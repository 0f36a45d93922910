//! Diagnostic logging to stderr via `tracing`.
//!
//! User-facing output goes through `cli::output`; this is for `-v` / `RUST_LOG`
//! diagnostics only.

use tracing_subscriber::EnvFilter;

/// Map `-v` occurrences to a default filter directive.
pub fn default_directive(verbosity: u8) -> &'static str {
    match verbosity {
        0 => "warn",
        1 => "azkv=info,warn",
        _ => "azkv=debug,info",
    }
}

/// Install the global subscriber. `RUST_LOG` overrides `verbosity`.
pub fn init(verbosity: u8) {
    let filter = EnvFilter::try_from_default_env()
        .unwrap_or_else(|_| EnvFilter::new(default_directive(verbosity)));

    let _ = tracing_subscriber::fmt()
        .with_env_filter(filter)
        .with_writer(std::io::stderr)
        .with_target(false)
        .try_init();
}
##########
Copy out, exactly as given, the line containing "Install the global" together with every line after it in the material.

/// Install the global subscriber. `RUST_LOG` overrides `verbosity`.
pub fn init(verbosity: u8) {
    let filter = EnvFilter::try_from_default_env()
        .unwrap_or_else(|_| EnvFilter::new(default_directive(verbosity)));

    let _ = tracing_subscriber::fmt()
        .with_env_filter(filter)
        .with_writer(std::io::stderr)
        .with_target(false)
        .try_init();
}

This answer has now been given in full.